Provision for Loan Losses

 

The provision for credit losses represents the charge to income necessary to adjust the allowance for loan losses to an amount that represents management’s assessment of the estimated probable credit losses inherent in the Bank’s loan portfolio at each balance sheet date. The provision for loan losses decreased 7.6% to $450,000 during the second quarter of 2004 from $487,000 during the second quarter of last year. For the first six months of 2004, the provision decreased 12.4% to $900,000 from $1.03 million for the same period last year. The lower provision for loan losses is reflective of management’s evaluation of the loan portfolio and potential weaknesses of specific loans and recognition of potential losses in the prior year.

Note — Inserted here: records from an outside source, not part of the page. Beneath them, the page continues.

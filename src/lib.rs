//! # vaultlib
//!
//! Rust client library for FileVault-compatible file storage servers.
//!
//! ## Features
//!
//! - **Authentication**: Login with email/password against the server's
//!   `/auth` endpoints; bearer token persisted between runs via a small
//!   config file.
//!   - Account registration support (`register`).
//! - **File & Folder Operations**:
//!   - List the contents of any folder (`list`).
//!   - Create folders (`create_folder`).
//!   - Rename, move, and delete files/folders.
//! - **File Transfers**:
//!   - Multipart upload with MIME detection.
//!   - Streaming download named by the server's `Content-Disposition`.
//!   - Sequential batch upload with per-item progress callbacks.
//! - **Navigation**:
//!   - Breadcrumb tracking with the truncate-or-append rule.
//!   - Listing rendering to any `std::io::Write` sink, refreshed by a
//!     full reload after every mutating action.
//!
//! State synchronization is by full reload: the client keeps no cache
//! beyond the current-folder pointer, and every mutating call is
//! followed by re-fetching the listing it affects.
//!
//! ## Example: Basic Usage
//!
//! ```no_run
//! use vaultlib::Client;
//!
//! # async fn example() -> vaultlib::Result<()> {
//! // Login
//! let mut client = Client::new("http://localhost:5000");
//! client.login("user@example.com", "password").await?;
//!
//! // List files in root
//! let listing = client.list(None).await?;
//! for file in &listing.files {
//!     println!("{} ({} bytes)", file.name, file.size);
//! }
//!
//! // Upload a file into root
//! client.upload(std::path::Path::new("local_file.txt"), None).await?;
//!
//! // Download a file into the current directory
//! client.download_to_file(42, std::path::Path::new(".")).await?;
//! # Ok(())
//! # }
//! ```
//!
//! ## Example: Browsing with a Navigator
//!
//! ```no_run
//! use vaultlib::{Client, FolderRef, Navigator};
//!
//! # async fn example() -> vaultlib::Result<()> {
//! let config = vaultlib::config::ClientConfig::load_default()?;
//! let mut nav = Navigator::new(Client::from_config(&config));
//!
//! let mut out = std::io::stdout();
//! nav.navigate_to(None, &mut out).await?;
//! nav.navigate_to(Some(FolderRef::new(3, "Documents")), &mut out).await?;
//! # Ok(())
//! # }
//! ```

pub mod client;
pub mod config;
pub mod error;
pub mod format;
pub mod http;
pub mod nav;
pub mod progress;
pub mod types;

// Re-export commonly used types
pub use client::Client;
pub use config::ClientConfig;
pub use error::{Result, VaultError};
pub use format::{format_file_size, FileKind};
pub use nav::{BatchReport, Breadcrumb, FolderRef, Navigator};
pub use progress::{BatchProgress, ProgressCallback};
pub use types::{FileEntry, FolderEntry, Listing, UserInfo};
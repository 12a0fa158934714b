//! Example: Rename a file or folder.
//!
//! Usage:
//!   cargo run --example rename -- (--file ID | --folder ID) NEW_NAME [--server URL]

mod cli;

use cli::{take_id, usage_and_exit, ArgParser};

const USAGE: &str =
    "Usage: cargo run --example rename -- (--file ID | --folder ID) NEW_NAME [--server URL]";

#[tokio::main]
async fn main() -> vaultlib::Result<()> {
    let mut parser = ArgParser::new(USAGE);
    let file_id = take_id(&mut parser, &["--file"], USAGE);
    let folder_id = take_id(&mut parser, &["--folder"], USAGE);
    let (client, _config) = cli::connect_authenticated(&mut parser)?;

    let positionals = parser.remaining();
    if positionals.len() != 1 {
        usage_and_exit(USAGE);
    }
    let new_name = &positionals[0];

    match (file_id, folder_id) {
        (Some(id), None) => match client.rename_file(id, new_name).await {
            Ok(file) => println!("Renamed to: {}", file.name),
            Err(e) => eprintln!("Rename failed: {}", e),
        },
        (None, Some(id)) => match client.rename_folder(id, new_name).await {
            Ok(folder) => println!("Renamed to: {}", folder.name),
            Err(e) => eprintln!("Rename failed: {}", e),
        },
        _ => usage_and_exit(USAGE),
    }

    Ok(())
}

The percentage of the allowance for loan losses to total loans increased to 1.14% at June 30, 2004, compared to 1.01% at June 30, 2003. Year to date net charge-offs were $1.05 million, or 0.51% (annualized), compared to $979,000, or 0.50% (annualized), for the same period in 2003.

 

Non-interest Income

 

Non-interest income, excluding gains on sales of securities, was $2.21 million for the second quarter of 2004, a decrease of 2.9% from the $2.28 million earned in the second quarter of 2003. Trust income increased 15.3% from the second quarter of last year due to increases in the market values of managed assets. ATM network fees decreased 23.7% from the second quarter of last year as a result of fewer units in operation. Non-interest income, excluding gains on sales of securities, was $4.32 million for the first six months of 2004, relatively unchanged from 2003.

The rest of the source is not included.